Avec son EP Blacklist, White-B s’adoucit sans se trahir, cherchant de manière bien assumée à agrandir son public.

White-B«Je ressens un peu de pression, je ne le cacherai pas, mais je ne veux pas non plus presser les choses», nous disait-il en janvier dernier dans le cadre d’un reportage faisant état des révélations rap québécoises les plus prometteuses de 2019. Maintenant que le fruit de ses efforts a été dévoilé au grand jour, le rappeur de 24 ans se dit plus détendu. « La question qui m’envahissait, c’était : ‘’Est-ce que les gens vont aimer ?’’ On va se le dire, c’est un projet très différent du premier. C’est de là que venait la pression. »

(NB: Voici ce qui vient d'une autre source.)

//! OTel data node (v1)
//!
//! Runs a single node hosting the OTel data plugin against an in-process
//! cluster view.
//!
//! # Architecture Overview
//!
//! ```text
//!   node.toml ──▶ config ──▶ Node::start ──▶ OTelPlugin::on_start ──▶ OTelTemplateRegistry
//!                                                  ▲                         │
//!   live.toml ──▶ watcher ──▶ LiveSettings ────────┘ (registry flag)         ▼
//!                                                                    InMemoryCluster
//!   Ctrl-C ──▶ Node::close ──▶ OTelPlugin::on_close ──▶ registry close
//! ```

use std::path::PathBuf;
use std::sync::Arc;

use clap::Parser;

use otel_data::cluster::{InMemoryCluster, JsonContentRegistry, PluginServices, TokioThreadPool};
use otel_data::config::loader::load_config;
use otel_data::config::NodeConfig;
use otel_data::lifecycle::startup::shutdown_signal;
use otel_data::lifecycle::{Node, OTelPlugin};
use otel_data::observability::{logging, metrics};

#[derive(Parser)]
#[command(name = "otel-data-node")]
#[command(about = "Node hosting the OTel data template registry", long_about = None)]
struct Cli {
    /// Node configuration file.
    #[arg(short, long)]
    config: Option<PathBuf>,

    /// Live settings file; overrides `live_settings.path` from the config.
    #[arg(short, long)]
    live_settings: Option<PathBuf>,
}

#[tokio::main]
async fn main() -> Result<(), Box<dyn std::error::Error>> {
    let cli = Cli::parse();

    let config = match &cli.config {
        Some(path) => load_config(path)?,
        None => NodeConfig::default(),
    };

    logging::init_logging(&config.observability)?;
    tracing::info!(node = %config.node.name, "otel-data-node v0.1.0 starting");

    if config.observability.metrics_enabled {
        metrics::init_metrics(config.observability.metrics_address.parse()?)?;
    }

    let cluster = Arc::new(
        InMemoryCluster::new(config.node.name.clone(), config.node.master)
            .with_features(config.node.features.iter().cloned()),
    );
    let services = PluginServices::new()
        .with_cluster_service(cluster.clone())
        .with_thread_pool(Arc::new(TokioThreadPool::current()))
        .with_client(cluster.clone())
        .with_content_registry(Arc::new(JsonContentRegistry))
        .with_feature_service(cluster.clone());

    let plugin = OTelPlugin::new(&config.settings(), &config.registry);
    let live_path = cli
        .live_settings
        .clone()
        .or_else(|| config.live_settings.path.clone().map(PathBuf::from));

    let node = Node::start(config, services, Box::new(plugin))?;
    let _watcher = match live_path {
        Some(path) => Some(node.watch_live_settings(&path)?),
        None => None,
    };

    shutdown_signal().await?;

    node.close()?;
    tracing::info!(templates = cluster.template_count(), "Shutdown complete");
    Ok(())
}
//! Live settings store.
//!
//! # Responsibilities
//! - Hold the startup settings plus the current set of live overrides
//! - Accept new override snapshots, rejecting what is not allowed
//! - Notify registered consumers when a value actually changes
//!
//! # Update rules
//! - Unknown keys are ignored
//! - Keys without the `Dynamic` property cannot be changed
//! - Malformed values are rejected and the last known-good value is kept
//! - A key dropped from the snapshot reverts to its startup value
//!
//! Snapshots are swapped atomically; readers never block.

use std::collections::BTreeSet;
use std::sync::{Arc, Mutex, MutexGuard};

use arc_swap::ArcSwap;
use dashmap::DashMap;

use crate::config::setting::{BoolSetting, SettingDescriptor, Settings};
use crate::error::SettingsError;
use crate::observability::metrics;

type Consumer = Arc<dyn Fn(bool) + Send + Sync>;

/// Outcome of a single `apply` call.
#[derive(Debug, Default, Clone, PartialEq, Eq)]
pub struct ApplyReport {
    /// Keys whose effective value changed.
    pub changed: Vec<String>,
    /// Rejected entries of the snapshot.
    pub rejected: Vec<SettingsError>,
}

/// Settings store with change notification.
pub struct LiveSettings {
    base: Settings,
    overrides: ArcSwap<Settings>,
    registered: DashMap<&'static str, SettingDescriptor>,
    consumers: DashMap<&'static str, Vec<(BoolSetting, Consumer)>>,
    apply_lock: Mutex<()>,
}

impl std::fmt::Debug for LiveSettings {
    fn fmt(&self, f: &mut std::fmt::Formatter<'_>) -> std::fmt::Result {
        f.debug_struct("LiveSettings")
            .field("base", &self.base)
            .field("overrides", &self.overrides.load())
            .field("registered", &self.registered.len())
            .finish_non_exhaustive()
    }
}

impl LiveSettings {
    /// Create a store seeded with the node's startup settings.
    pub fn new(base: Settings) -> Self {
        Self {
            base,
            overrides: ArcSwap::from_pointee(Settings::new()),
            registered: DashMap::new(),
            consumers: DashMap::new(),
            apply_lock: Mutex::new(()),
        }
    }

    /// Declare a known setting.
    pub fn register(&self, descriptor: SettingDescriptor) {
        tracing::debug!(
            key = descriptor.key,
            dynamic = descriptor.is_dynamic(),
            "Registered setting"
        );
        self.registered.insert(descriptor.key, descriptor);
    }

    /// All registered descriptors, ordered by key.
    pub fn registered(&self) -> Vec<SettingDescriptor> {
        let mut descriptors: Vec<_> = self
            .registered
            .iter()
            .map(|entry| entry.value().clone())
            .collect();
        descriptors.sort_by_key(|d| d.key);
        descriptors
    }

    /// Current effective value of a boolean setting.
    pub fn get_bool(&self, setting: &BoolSetting) -> bool {
        self.resolve(setting, &self.overrides.load())
    }

    /// Register a consumer called with the new value whenever `setting` changes.
    ///
    /// The setting must be registered and dynamic. Consumers run on the
    /// thread that applies the update and must not block.
    pub fn add_update_consumer<F>(&self, setting: BoolSetting, consumer: F) -> Result<(), SettingsError>
    where
        F: Fn(bool) + Send + Sync + 'static,
    {
        let _guard = self.lock_updates();
        self.push_consumer(setting, Arc::new(consumer))
    }

    /// Like [`add_update_consumer`](Self::add_update_consumer), but also hands
    /// the consumer the current value before returning.
    ///
    /// No update can be applied between subscribing and the initial call, so
    /// the consumer never sees a stale value last.
    pub fn add_update_consumer_with_current<F>(
        &self,
        setting: BoolSetting,
        consumer: F,
    ) -> Result<(), SettingsError>
    where
        F: Fn(bool) + Send + Sync + 'static,
    {
        let _guard = self.lock_updates();
        let consumer: Consumer = Arc::new(consumer);
        self.push_consumer(setting, Arc::clone(&consumer))?;
        consumer(self.get_bool(&setting));
        Ok(())
    }

    fn push_consumer(&self, setting: BoolSetting, consumer: Consumer) -> Result<(), SettingsError> {
        let descriptor = self
            .registered
            .get(setting.key())
            .ok_or_else(|| SettingsError::Unknown {
                key: setting.key().to_string(),
            })?;
        if !descriptor.is_dynamic() {
            return Err(SettingsError::NotDynamic {
                key: setting.key().to_string(),
            });
        }
        drop(descriptor);

        self.consumers
            .entry(setting.key())
            .or_default()
            .push((setting, consumer));
        Ok(())
    }

    fn lock_updates(&self) -> MutexGuard<'_, ()> {
        self.apply_lock
            .lock()
            .unwrap_or_else(|poisoned| poisoned.into_inner())
    }

    /// Replace the live overrides with `update`.
    pub fn apply(&self, update: Settings) -> ApplyReport {
        let _guard = self.lock_updates();

        let previous = self.overrides.load_full();
        let mut next = Settings::new();
        let mut report = ApplyReport::default();

        for (key, value) in update.iter() {
            match self.check_update(key, value) {
                Ok(()) => next.insert(key, value),
                Err(error) => {
                    tracing::warn!(%error, "Rejected settings update, keeping last known-good value");
                    metrics::record_settings_update(key, "rejected");
                    if let Some(last_good) = previous.get(key) {
                        next.insert(key, last_good);
                    }
                    report.rejected.push(error);
                }
            }
        }

        let keys: BTreeSet<&str> = previous.keys().chain(next.keys()).collect();
        for key in keys {
            if previous.get(key) != next.get(key) {
                report.changed.push(key.to_string());
            }
        }

        let next = Arc::new(next);
        self.overrides.store(Arc::clone(&next));

        for key in &report.changed {
            metrics::record_settings_update(key, "applied");
            tracing::info!(key = %key, value = ?self.effective(key, &next), "Updated setting");
        }
        self.notify(&report.changed, &previous, &next);
        report
    }

    fn check_update(&self, key: &str, value: &str) -> Result<(), SettingsError> {
        let descriptor = self.registered.get(key).ok_or_else(|| SettingsError::Unknown {
            key: key.to_string(),
        })?;
        if !descriptor.is_dynamic() {
            return Err(SettingsError::NotDynamic {
                key: key.to_string(),
            });
        }
        descriptor.validate(value)
    }

    fn notify(&self, changed: &[String], previous: &Settings, next: &Settings) {
        for key in changed {
            let Some(consumers) = self.consumers.get(key.as_str()) else {
                continue;
            };
            for (setting, consumer) in consumers.iter() {
                let old = self.resolve(setting, previous);
                let new = self.resolve(setting, next);
                if old != new {
                    consumer(new);
                }
            }
        }
    }

    fn effective<'a>(&'a self, key: &str, overrides: &'a Settings) -> Option<&'a str> {
        overrides.get(key).or_else(|| self.base.get(key))
    }

    fn resolve(&self, setting: &BoolSetting, overrides: &Settings) -> bool {
        match self.effective(setting.key(), overrides) {
            Some(raw) => crate::config::setting::parse_bool(setting.key(), raw)
                .unwrap_or(setting.default_value()),
            None => setting.default_value(),
        }
    }
}

#[cfg(test)]
mod tests {
    use super::*;
    use crate::config::setting::Property;
    use std::sync::atomic::{AtomicUsize, Ordering};

    const DYNAMIC: BoolSetting = BoolSetting::new(
        "test.dynamic",
        false,
        &[Property::NodeScope, Property::Dynamic],
        "dynamic test flag",
    );

    const STATIC: BoolSetting =
        BoolSetting::new("test.static", true, &[Property::NodeScope], "static test flag");

    fn store(base: Settings) -> LiveSettings {
        let live = LiveSettings::new(base);
        live.register(DYNAMIC.descriptor());
        live.register(STATIC.descriptor());
        live
    }

    #[test]
    fn test_consumer_sees_changes() {
        let live = store(Settings::new());
        let seen = Arc::new(Mutex::new(Vec::new()));
        let sink = Arc::clone(&seen);
        live.add_update_consumer(DYNAMIC, move |value| sink.lock().unwrap().push(value))
            .unwrap();

        live.apply(Settings::new().with("test.dynamic", "true"));
        live.apply(Settings::new().with("test.dynamic", "true"));
        live.apply(Settings::new().with("test.dynamic", "false"));

        assert_eq!(*seen.lock().unwrap(), vec![true, false]);
    }

    #[test]
    fn test_malformed_value_keeps_last_known_good() {
        let live = store(Settings::new());
        let calls = Arc::new(AtomicUsize::new(0));
        let counter = Arc::clone(&calls);
        live.add_update_consumer(DYNAMIC, move |_| {
            counter.fetch_add(1, Ordering::SeqCst);
        })
        .unwrap();

        live.apply(Settings::new().with("test.dynamic", "true"));
        let report = live.apply(Settings::new().with("test.dynamic", "yes please"));

        assert!(live.get_bool(&DYNAMIC));
        assert!(report.changed.is_empty());
        assert_eq!(
            report.rejected,
            vec![SettingsError::Malformed {
                key: "test.dynamic".into(),
                value: "yes please".into(),
            }]
        );
        assert_eq!(calls.load(Ordering::SeqCst), 1);
    }

    #[test]
    fn test_static_setting_cannot_change() {
        let live = store(Settings::new());
        let report = live.apply(Settings::new().with("test.static", "false"));

        assert!(live.get_bool(&STATIC));
        assert_eq!(
            report.rejected,
            vec![SettingsError::NotDynamic {
                key: "test.static".into()
            }]
        );
    }

    #[test]
    fn test_unknown_keys_are_ignored() {
        let live = store(Settings::new());
        let report = live.apply(Settings::new().with("no.such.key", "1"));
        assert!(report.changed.is_empty());
        assert_eq!(report.rejected.len(), 1);
    }

    #[test]
    fn test_dropped_override_reverts_to_startup_value() {
        let live = store(Settings::new().with("test.dynamic", "true"));
        assert!(live.get_bool(&DYNAMIC));

        live.apply(Settings::new().with("test.dynamic", "false"));
        assert!(!live.get_bool(&DYNAMIC));

        let report = live.apply(Settings::new());
        assert_eq!(report.changed, vec!["test.dynamic".to_string()]);
        assert!(live.get_bool(&DYNAMIC));
    }

    #[test]
    fn test_consumer_with_current_sees_value_then_changes() {
        let live = store(Settings::new().with("test.dynamic", "true"));
        let seen = Arc::new(Mutex::new(Vec::new()));
        let sink = Arc::clone(&seen);
        live.add_update_consumer_with_current(DYNAMIC, move |value| sink.lock().unwrap().push(value))
            .unwrap();
        assert_eq!(*seen.lock().unwrap(), vec![true]);

        live.apply(Settings::new().with("test.dynamic", "false"));
        assert_eq!(*seen.lock().unwrap(), vec![true, false]);
    }

    #[test]
    fn test_consumer_with_current_does_not_race_apply() {
        let live = Arc::new(store(Settings::new()));
        let seen = Arc::new(Mutex::new(Vec::new()));

        let writer = {
            let live = Arc::clone(&live);
            std::thread::spawn(move || {
                for i in 0..200 {
                    let value = if i % 2 == 0 { "true" } else { "false" };
                    live.apply(Settings::new().with("test.dynamic", value));
                }
                live.apply(Settings::new().with("test.dynamic", "false"));
            })
        };

        let sink = Arc::clone(&seen);
        live.add_update_consumer_with_current(DYNAMIC, move |value| sink.lock().unwrap().push(value))
            .unwrap();
        writer.join().unwrap();

        // Whatever interleaving happened, the last value observed is the store's.
        assert_eq!(seen.lock().unwrap().last().copied(), Some(live.get_bool(&DYNAMIC)));
        assert!(!live.get_bool(&DYNAMIC));
    }

    #[test]
    fn test_consumer_requires_dynamic_setting() {
        let live = store(Settings::new());
        assert!(matches!(
            live.add_update_consumer(STATIC, |_| {}),
            Err(SettingsError::NotDynamic { .. })
        ));

        let unregistered = LiveSettings::new(Settings::new());
        assert!(matches!(
            unregistered.add_update_consumer(DYNAMIC, |_| {}),
            Err(SettingsError::Unknown { .. })
        ));
        assert!(matches!(
            unregistered.add_update_consumer_with_current(DYNAMIC, |_| {}),
            Err(SettingsError::Unknown { .. })
        ));
    }
}
//! Host lifecycle interface.

use crate::cluster::PluginServices;
use crate::config::SettingDescriptor;
use crate::error::PluginError;

/// Hooks a node host calls on each of its plugins.
///
/// Ordering is the host's responsibility: `exposed_config_keys` before
/// `on_start`, `on_start` exactly once, `on_close` exactly once at shutdown.
pub trait Plugin: Send + Sync {
    fn name(&self) -> &'static str;

    /// Assemble the plugin's components against the cluster handles.
    fn on_start(&self, services: &PluginServices) -> Result<(), PluginError>;

    /// Release everything `on_start` created.
    fn on_close(&self) -> Result<(), PluginError>;

    /// Settings the host must register for validation and dynamic updates.
    fn exposed_config_keys(&self) -> Vec<SettingDescriptor>;
}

Plus pop que Confession risquée, une première mixtape solo parue à l’automne 2017, Blacklist a été concoctée sur une période plus courte, ce qui explique en partie sa direction artistique plus homogène. « Confession, c’était surtout un ramassis de chansons que j’avais depuis plus d’un an. Là, je me suis concentré sur la musique pendant six mois, et ça s’entend dans l’évolution musicale, autant dans les flows que les mélodies. »

À la fois inspiré par la nouvelle vague rap française très mélodieuse des Ninho, Niska et Koba LaD, et la scène street rap québécoise des Souldia, Tizzo et Enima, White-B compte ici sur l’appui de plusieurs jeunes producteurs montréalais, notamment Fifo et Birdzonthetrack. Ce dernier a d’ailleurs joué un rôle clé dans la création de ce mini-album, en signant la musique de cinq des onze nouvelles chansons.

« Avant de le rencontrer, j’avais de la difficulté à trouver de bonnes instrus. Je voulais éviter d’acheter des licences sur YouTube, comme je le faisais avant, mais malheureusement, toutes mes rencontres avec des beatmakers menaient à rien. Lui, il m’a envoyé deux instrus que j’ai même pas feel, mais tout de suite, j’ai vu que son style avait de la profondeur. Je lui ai envoyé des exemples de chansons qui fittent avec moi, des bangers mélodieux, et il m’est revenu avec les beats de Solo et de Chacun son récit. À partir de là, ça a déboulé. »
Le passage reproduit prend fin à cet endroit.